Devant la multiplication des preuves, Bush et Blair ne peuvent plus nier l’évidence : leurs soldats ont torturé en Irak. Au-delà des  » bavures « , c’est le bien-fondé de la guerre qui est remis en question

Des prisonniers nus, entassés les uns sur les autres, la tête enfoncée dans des sacs. Le visage tuméfié d’un Irakien, mort après avoir été tabassé. Une jeune soldate américaine, 20 ans à peine, tenant en laisse un détenu couché sur le sol. Chaque fois, les mêmes humiliations. Le même déni d’humanité. Les mêmes scènes insoutenables. Les clichés sont flous, imprécis. Normal, ils ne sont pas l’£uvre de photographes professionnels, mais des bourreaux eux-mêmes. Voulaient-ils conserver quelques trophées de la campagne irakienne ? Ou rapporter à leur fiancée un souvenir original de Bagdad ? Quoi qu’il en soit, ces documents chocs se retrouvent aujourd’hui à la Une de toute la presse internationale. Et leur effet est dévastateur : impossible désormais de contester les brutalités commises par les troupes de la coalition en Irak. Tant aux Etats-Unis qu’en Grande-Bretagne, les responsables militaires sont sommés de s’expliquer. Les ministres de la Défense américain et britannique, Donald Rumsfeld et Geoff Hoon, sont aujourd’hui sur la sellette. Convoqué par la Commission de la défense du Sénat, Rumsfeld a tenu des propos peu susceptibles d’apaiser le scandale.  » Au-delà des mauvais traitements, il y a d’autres photos, qui montrent des incidents de violence physique envers les prisonniers, des actes qui ne peuvent être décrits que comme ouvertement sadiques, cruels et inhumains. Il y a beaucoup plus de photos et de vidéos « , a-t-il dû reconnaître devant les sénateurs. Une grande partie de la presse américaine, rejointe par John Kerry, le prétendant démocrate à la présidence, réclame aujourd’hui sa démission.

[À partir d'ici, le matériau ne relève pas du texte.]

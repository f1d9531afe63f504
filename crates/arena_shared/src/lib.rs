// crates/arena_shared/src/lib.rs

pub mod components;
pub mod geometry;
pub mod host_api;
pub mod input_types;

pub use components::{Facing, Millis};
pub use geometry::{ArenaBounds, CollisionOracle, Rect, StaticWalls};
pub use host_api::{AudioSink, Channel, Cue, CueCommand, MutedAudio};
pub use input_types::{canonical_actions, ActionId, InputState, ACTION_NOT_FOUND};
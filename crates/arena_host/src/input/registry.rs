// crates/arena_host/src/input/registry.rs
use std::collections::HashMap;

use arena_shared::ActionId;

use crate::error::{HostError, Result};

/// Interns action names into dense numeric ids.
#[derive(Default, Clone, Debug)]
pub struct ActionRegistry {
    name_to_id: HashMap<String, ActionId>,
    next_id: ActionId,
}

impl ActionRegistry {
    pub fn register(&mut self, name: &str) -> ActionId {
        if let Some(&id) = self.name_to_id.get(name) {
            return id;
        }
        let id = self.next_id;
        self.name_to_id.insert(name.to_string(), id);
        self.next_id = self.next_id.wrapping_add(1);
        id
    }

    pub fn get_id(&self, name: &str) -> Option<ActionId> {
        self.name_to_id.get(name).copied()
    }

    /// Like `get_id`, for names coming from config files.
    pub fn resolve(&self, name: &str) -> Result<ActionId> {
        self.get_id(name).ok_or_else(|| HostError::UnknownAction(name.to_string()))
    }

    pub fn len(&self) -> usize {
        self.name_to_id.len()
    }

    pub fn is_empty(&self) -> bool {
        self.name_to_id.is_empty()
    }
}

#[cfg(test)]
mod tests {
    use super::*;

    #[test]
    fn register_is_idempotent() {
        let mut registry = ActionRegistry::default();
        let a = registry.register("Attack");
        let b = registry.register("Block");
        assert_eq!((a, b), (0, 1));
        assert_eq!(registry.register("Attack"), 0);
        assert_eq!(registry.len(), 2);
    }

    #[test]
    fn resolve_reports_unknown_names() {
        let registry = ActionRegistry::default();
        assert!(matches!(registry.resolve("Dodge"), Err(HostError::UnknownAction(_))));
    }
}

 » Je doute de l’authenticité de ces photos « , s’est défendu pour sa part Hoon, faisant référence aux clichés accablants publiés le 1er mai par le Daily Mirror, qui montrent un soldat urinant sur un prisonnier. De fait, les experts ne savent trop quel crédit accorder à ces images, où figurent des véhicules qui ne seraient pas utilisés en Irak. Aucun doute, en revanche, n’est malheureusement permis sur les dizaines de photos qui concernent les militaires américains. Ce sont celles-là qui ont ému l’opinion publique mondiale, et forcé George Bush et Tony Blair à réagir. Pourtant, depuis plusieurs semaines déjà, l’un comme l’autre étaient au courant des exactions perpétrées par leurs soldats. Dès février dernier, le Comité international de la Croix-Rouge (CICR) avait dressé, dans un rapport confidentiel, la liste des mauvais traitements infligés aux prisonniers irakiens. Une litanie qui fait froid dans le dos, où on apprend que les détenus sont déshabillés, avant d’être enfermés plusieurs jours durant dans des cellules totalement obscures. Les rapports publiés par les organisations de défense des droits de l’homme sont tout aussi explicites. Amnesty International, par exemple, a qualifié de  » crimes de guerre  » les actes commis par les soldats américains. Parmi ces derniers, certains ont pourtant choisi d’obéir à leur conscience. A leurs risques et périls, ils ont dénoncé ce que leurs camarades faisaient subir aux prisonniers.  » Je ne voulais pas être mêlé à quelque chose qui me semblait criminel « , a ainsi confié Matthew Wisdow, un soldat des Forces spéciales. A plusieurs reprises, il a averti ses supérieurs. En vain.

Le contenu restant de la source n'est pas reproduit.